→ **Exercise directions**: Copy out each line of the data that holds the string "impact".

→ **Stored data entries**:
══════

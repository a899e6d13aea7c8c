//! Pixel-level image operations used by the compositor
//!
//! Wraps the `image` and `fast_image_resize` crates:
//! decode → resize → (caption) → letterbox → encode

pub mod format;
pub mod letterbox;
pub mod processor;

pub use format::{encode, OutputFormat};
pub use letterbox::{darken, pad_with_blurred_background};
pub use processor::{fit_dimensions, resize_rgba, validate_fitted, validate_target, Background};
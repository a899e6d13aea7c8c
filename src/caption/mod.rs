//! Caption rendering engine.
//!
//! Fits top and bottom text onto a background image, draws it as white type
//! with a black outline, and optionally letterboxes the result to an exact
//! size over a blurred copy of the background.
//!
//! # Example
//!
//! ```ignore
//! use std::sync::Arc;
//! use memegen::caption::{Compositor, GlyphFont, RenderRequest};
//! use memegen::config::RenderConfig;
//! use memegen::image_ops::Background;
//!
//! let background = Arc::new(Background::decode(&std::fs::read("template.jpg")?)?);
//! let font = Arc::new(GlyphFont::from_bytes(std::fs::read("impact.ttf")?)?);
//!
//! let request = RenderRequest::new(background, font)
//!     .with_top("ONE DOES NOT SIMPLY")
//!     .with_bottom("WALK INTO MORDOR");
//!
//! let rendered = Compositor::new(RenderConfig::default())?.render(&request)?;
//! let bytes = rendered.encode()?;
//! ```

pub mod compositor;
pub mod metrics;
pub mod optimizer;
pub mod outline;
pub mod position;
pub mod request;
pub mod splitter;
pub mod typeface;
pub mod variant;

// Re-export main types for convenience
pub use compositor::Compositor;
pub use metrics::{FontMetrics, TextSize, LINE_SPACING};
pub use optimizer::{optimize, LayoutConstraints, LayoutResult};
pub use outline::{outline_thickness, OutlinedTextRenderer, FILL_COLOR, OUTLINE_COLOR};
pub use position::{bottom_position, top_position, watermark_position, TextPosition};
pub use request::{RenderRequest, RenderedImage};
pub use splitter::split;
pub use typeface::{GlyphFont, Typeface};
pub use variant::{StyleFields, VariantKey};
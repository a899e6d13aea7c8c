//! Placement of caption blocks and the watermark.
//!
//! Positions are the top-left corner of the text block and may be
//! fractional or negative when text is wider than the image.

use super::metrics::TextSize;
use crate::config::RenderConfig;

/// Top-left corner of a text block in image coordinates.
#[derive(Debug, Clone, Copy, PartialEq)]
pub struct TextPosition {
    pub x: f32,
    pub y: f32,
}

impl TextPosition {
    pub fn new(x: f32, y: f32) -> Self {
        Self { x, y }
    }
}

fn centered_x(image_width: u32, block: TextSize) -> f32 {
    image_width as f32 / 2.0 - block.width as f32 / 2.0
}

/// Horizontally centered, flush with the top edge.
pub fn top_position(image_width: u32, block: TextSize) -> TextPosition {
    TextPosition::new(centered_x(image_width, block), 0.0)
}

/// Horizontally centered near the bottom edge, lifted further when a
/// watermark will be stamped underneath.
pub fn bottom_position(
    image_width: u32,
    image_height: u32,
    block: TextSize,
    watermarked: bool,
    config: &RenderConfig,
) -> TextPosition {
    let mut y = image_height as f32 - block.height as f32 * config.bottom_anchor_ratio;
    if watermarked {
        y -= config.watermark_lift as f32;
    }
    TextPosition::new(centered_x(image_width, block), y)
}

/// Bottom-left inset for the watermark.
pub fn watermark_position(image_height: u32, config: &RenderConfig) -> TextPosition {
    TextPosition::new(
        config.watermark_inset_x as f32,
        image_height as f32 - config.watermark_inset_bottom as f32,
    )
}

══════

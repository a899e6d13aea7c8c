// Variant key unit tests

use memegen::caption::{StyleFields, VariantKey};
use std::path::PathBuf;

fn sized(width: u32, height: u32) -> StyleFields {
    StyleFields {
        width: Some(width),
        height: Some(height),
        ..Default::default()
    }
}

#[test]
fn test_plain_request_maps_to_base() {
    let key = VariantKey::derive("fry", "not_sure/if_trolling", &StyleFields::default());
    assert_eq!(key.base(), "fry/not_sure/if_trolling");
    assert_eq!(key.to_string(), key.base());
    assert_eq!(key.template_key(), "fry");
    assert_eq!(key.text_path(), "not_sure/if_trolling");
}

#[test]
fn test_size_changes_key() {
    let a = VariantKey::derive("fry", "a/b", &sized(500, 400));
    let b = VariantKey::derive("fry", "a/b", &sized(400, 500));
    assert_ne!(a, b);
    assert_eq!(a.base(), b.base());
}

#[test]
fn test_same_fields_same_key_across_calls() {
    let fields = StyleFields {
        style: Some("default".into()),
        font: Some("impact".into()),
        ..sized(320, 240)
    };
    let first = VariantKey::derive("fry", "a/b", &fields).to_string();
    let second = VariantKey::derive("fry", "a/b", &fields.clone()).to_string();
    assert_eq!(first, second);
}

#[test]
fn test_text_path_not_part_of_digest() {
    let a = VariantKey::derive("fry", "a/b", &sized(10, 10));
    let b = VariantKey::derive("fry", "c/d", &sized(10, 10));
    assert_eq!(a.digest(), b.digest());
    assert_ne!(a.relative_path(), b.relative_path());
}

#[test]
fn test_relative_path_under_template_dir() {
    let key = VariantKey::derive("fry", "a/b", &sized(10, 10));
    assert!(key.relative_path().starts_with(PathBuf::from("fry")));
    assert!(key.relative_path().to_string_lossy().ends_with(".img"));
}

══════

→ **Output of the exercise**:
//! let font = Arc::new(GlyphFont::from_bytes(std::fs::read("impact.ttf")?)?);
        font: Some("impact".into()),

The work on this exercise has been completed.